Excessive red tapism, poor infrastructure, complex tax policies, protectionist labor laws, high licensing and inspection costs, congested judicial system and land acquisition problems are major bottlenecks forcing investors from Korea to opt for other Asian countries over India, according to a study by apex industry body ASSOCHAM.
"With just 1.25 per cent share i.e. about $2.6 billion of Korea's $215 billion worth total overseas investments till the end of 2012, India figures quite low on the list of favored investment destinations for Korean companies evidently as investors from Korea have pumped in $39.67 billion in China, $14.18 billion in Hong Kong, $8.38 billion in Vietnam, $6.73 billion in Indonesia, $4.65 billion in Singapore, $3.95 billion in Malaysia and $3.81 billion in Japan," noted a report titled 'India-Korea: Eliminating Barriers and Increasing Investments,' prepared by The Associated Chambers of Commerce and Industry of India (ASSOCHAM).

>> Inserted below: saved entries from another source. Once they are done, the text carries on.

//! TOML manifest parsing.
use serde::de::DeserializeOwned;
use std::path::Path;

use crate::error::ConfigError;

/// Read and deserialize a TOML file.
///
/// # Errors
///
/// Returns [`ConfigError::Io`] if the file cannot be read and
/// [`ConfigError::InvalidManifest`] if it does not match `T`.
pub fn load_config<T: DeserializeOwned>(path: &Path) -> Result<T, ConfigError> {
    let content = std::fs::read_to_string(path).map_err(|source| ConfigError::Io {
        path: path.to_path_buf(),
        source,
    })?;
    parse_config(path, &content)
}

/// Deserialize TOML `content`, attributing parse errors to `path`.
///
/// # Errors
///
/// Returns [`ConfigError::InvalidManifest`] if `content` does not match `T`.
pub fn parse_config<T: DeserializeOwned>(path: &Path, content: &str) -> Result<T, ConfigError> {
    toml::from_str(content).map_err(|e| ConfigError::InvalidManifest {
        path: path.to_path_buf(),
        message: e.message().to_string(),
    })
}
//! In-memory rate limiter using governor crate.

use std::num::NonZeroU32;
use std::time::Duration;

use async_trait::async_trait;
use governor::clock::{Clock, DefaultClock};
use governor::{DefaultKeyedRateLimiter, Quota};

use qrhub_core::ports::{RateLimitError, RateLimitResult, RateLimiter};

/// In-memory rate limiter configuration.
#[derive(Debug, Clone)]
pub struct RateLimitConfig {
    /// Maximum requests per window.
    pub max_requests: u32,
    /// Window duration.
    pub window: Duration,
}

impl Default for RateLimitConfig {
    fn default() -> Self {
        Self {
            max_requests: 20,
            window: Duration::from_secs(60),
        }
    }
}

impl RateLimitConfig {
    pub fn from_env() -> Self {
        let defaults = Self::default();
        Self {
            max_requests: std::env::var("RATE_LIMIT_MAX_REQUESTS")
                .ok()
                .and_then(|s| s.parse().ok())
                .unwrap_or(defaults.max_requests),
            window: std::env::var("RATE_LIMIT_WINDOW_SECS")
                .ok()
                .and_then(|s| s.parse().ok())
                .map(Duration::from_secs)
                .unwrap_or(defaults.window),
        }
    }
}

/// Per-key in-memory rate limiter using the GCRA algorithm.
///
/// Note: Limits are per-process, not distributed across instances.
pub struct InMemoryRateLimiter {
    limiter: DefaultKeyedRateLimiter<String>,
    clock: DefaultClock,
}

impl InMemoryRateLimiter {
    pub fn new(config: RateLimitConfig) -> Result<Self, RateLimitError> {
        let burst = NonZeroU32::new(config.max_requests)
            .ok_or_else(|| RateLimitError::Config("max_requests must be non-zero".to_string()))?;
        let quota = Quota::with_period(config.window / config.max_requests)
            .ok_or_else(|| RateLimitError::Config("window must be non-zero".to_string()))?
            .allow_burst(burst);

        Ok(Self {
            limiter: governor::RateLimiter::keyed(quota),
            clock: DefaultClock::default(),
        })
    }
}

#[async_trait]
impl RateLimiter for InMemoryRateLimiter {
    async fn check(&self, key: &str) -> Result<RateLimitResult, RateLimitError> {
        let result = match self.limiter.check_key(&key.to_string()) {
            Ok(()) => RateLimitResult {
                allowed: true,
                reset_after: Duration::ZERO,
            },
            Err(not_until) => RateLimitResult {
                allowed: false,
                reset_after: not_until.wait_time_from(self.clock.now()),
            },
        };

        // Keep the key table from growing without bound.
        if self.limiter.len() > 10_000 {
            self.limiter.retain_recent();
        }

        Ok(result)
    }
}
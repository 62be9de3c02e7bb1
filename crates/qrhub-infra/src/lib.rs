//! # QRHub Infrastructure
//!
//! Concrete implementations of the ports defined in `qrhub-core`.
//! This crate contains token signing, password hashing, image storage,
//! QR rendering and rate limiting.
//!
//! ## Feature Flags
//!
//! - `full` (default) - All features enabled
//! - `minimal` - No rate limiting
//! - `rate-limit` - Rate limiting via governor

pub mod auth;
pub mod render;
pub mod storage;

#[cfg(feature = "rate-limit")]
pub mod rate_limit;

pub use auth::{Argon2PasswordService, InMemoryCredentialStore, JwtConfig, JwtTokenService};
pub use render::PngQrRenderer;
pub use storage::{FileSystemQrStorage, InMemoryQrStorage};

#[cfg(feature = "rate-limit")]
pub use rate_limit::{InMemoryRateLimiter, RateLimitConfig};
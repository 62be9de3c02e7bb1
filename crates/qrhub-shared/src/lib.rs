//! # QRHub Shared
//!
//! Wire types shared by the server and its clients.

pub mod dto;
pub mod response;

pub use response::ErrorResponse;
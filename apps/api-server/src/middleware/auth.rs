//! Bearer token extractor for protected routes.

use actix_web::{FromRequest, HttpRequest, dev::Payload, http::header, web};
use std::future::{Ready, ready};

use qrhub_core::ports::{AuthError, TokenClaims};
use qrhub_shared::ErrorResponse;

use crate::state::AppState;

/// Authenticated caller identity.
///
/// Put it first in a handler's arguments so that unauthenticated requests
/// are rejected before the body is read:
/// ```ignore
/// async fn protected_route(identity: Identity) -> impl Responder {
///     format!("Hello, {}!", identity.username)
/// }
/// ```
#[derive(Debug, Clone)]
pub struct Identity {
    pub username: String,
}

impl From<TokenClaims> for Identity {
    fn from(claims: TokenClaims) -> Self {
        Self {
            username: claims.username,
        }
    }
}

/// Error type for authentication failures.
#[derive(Debug)]
pub struct AuthenticationError(pub AuthError);

impl std::fmt::Display for AuthenticationError {
    fn fmt(&self, f: &mut std::fmt::Formatter<'_>) -> std::fmt::Result {
        write!(f, "{}", self.0)
    }
}

impl actix_web::ResponseError for AuthenticationError {
    fn status_code(&self) -> actix_web::http::StatusCode {
        match &self.0 {
            AuthError::TokenExpired | AuthError::InvalidToken(_) | AuthError::MissingAuth => {
                actix_web::http::StatusCode::UNAUTHORIZED
            }
            _ => actix_web::http::StatusCode::INTERNAL_SERVER_ERROR,
        }
    }

    fn error_response(&self) -> actix_web::HttpResponse {
        let error = match &self.0 {
            AuthError::TokenExpired => ErrorResponse::new(401, "Token Expired")
                .with_detail("Your authentication token has expired. Please login again."),
            AuthError::InvalidToken(msg) => {
                ErrorResponse::new(401, "Invalid Token").with_detail(msg.clone())
            }
            AuthError::MissingAuth => ErrorResponse::new(401, "Authentication Required")
                .with_detail("Please provide a valid Bearer token in the Authorization header."),
            _ => ErrorResponse::internal_error(),
        };

        actix_web::HttpResponse::build(self.status_code())
            .insert_header((header::WWW_AUTHENTICATE, "Bearer"))
            .json(error)
    }
}

/// Pull the credentials out of `Authorization: Bearer <token>`.
fn bearer_token(req: &HttpRequest) -> Result<&str, AuthError> {
    let value = req
        .headers()
        .get(header::AUTHORIZATION)
        .ok_or(AuthError::MissingAuth)?
        .to_str()
        .map_err(|_| AuthError::InvalidToken("Invalid authorization header".to_string()))?;

    match value.trim().split_once(' ') {
        Some((scheme, token)) if scheme.eq_ignore_ascii_case("bearer") => Ok(token.trim()),
        _ => Err(AuthError::InvalidToken("Expected Bearer token".to_string())),
    }
}

impl FromRequest for Identity {
    type Error = AuthenticationError;
    type Future = Ready<Result<Self, Self::Error>>;

    fn from_request(req: &HttpRequest, _payload: &mut Payload) -> Self::Future {
        let Some(state) = req.app_data::<web::Data<AppState>>() else {
            tracing::error!("AppState not found in app data");
            return ready(Err(AuthenticationError(AuthError::InvalidToken(
                "Server configuration error".to_string(),
            ))));
        };

        let result = bearer_token(req)
            .and_then(|token| state.auth.authenticate(token))
            .map(Identity::from);

        if let Err(e) = &result {
            tracing::debug!(path = %req.path(), error = %e, "Rejected unauthenticated request");
        }

        ready(result.map_err(AuthenticationError))
    }
}

#[cfg(test)]
mod tests {
    use super::*;
    use actix_web::test::TestRequest;

    #[test]
    fn test_bearer_token_parsing() {
        let req = TestRequest::default()
            .insert_header((header::AUTHORIZATION, "Bearer abc.def"))
            .to_http_request();
        assert_eq!(bearer_token(&req).unwrap(), "abc.def");

        let req = TestRequest::default()
            .insert_header((header::AUTHORIZATION, "bearer  xyz "))
            .to_http_request();
        assert_eq!(bearer_token(&req).unwrap(), "xyz");
    }

    #[test]
    fn test_bearer_token_rejects_other_schemes() {
        let req = TestRequest::default()
            .insert_header((header::AUTHORIZATION, "Basic YWRtaW46c2VjcmV0"))
            .to_http_request();
        assert!(matches!(bearer_token(&req), Err(AuthError::InvalidToken(_))));

        let req = TestRequest::default().to_http_request();
        assert!(matches!(bearer_token(&req), Err(AuthError::MissingAuth)));
    }
}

"Though the bilateral trade between India and Korea reached $19 billion clocking nearly 20 per cent growth during 2012, it is relatively low compared to the size and structural complementarities of the two economies," said the ASSOCHAM report.
"Korean FDI inflows have been growing at a very tardy pace as their companies seem to be keener to explore other emerging markets more so as many of them feel that if big company like POSCO can face difficulties, despite government assurances, it would be even tougher for smaller companies to survive in India," highlighted the ASSOCHAM report.
In its report, ASSOCHAM has suggested the government for speedy administrative processes for approval and clearance of big-ticket investment projects through fast track process, development of dedicated world-class industrial parks and supporting infrastructure like logistics, power and water supply, carrying out tax reforms like early introduction of goods and services tax (GST) and developing social infrastructure like Korean restaurants, recreational facilities and others.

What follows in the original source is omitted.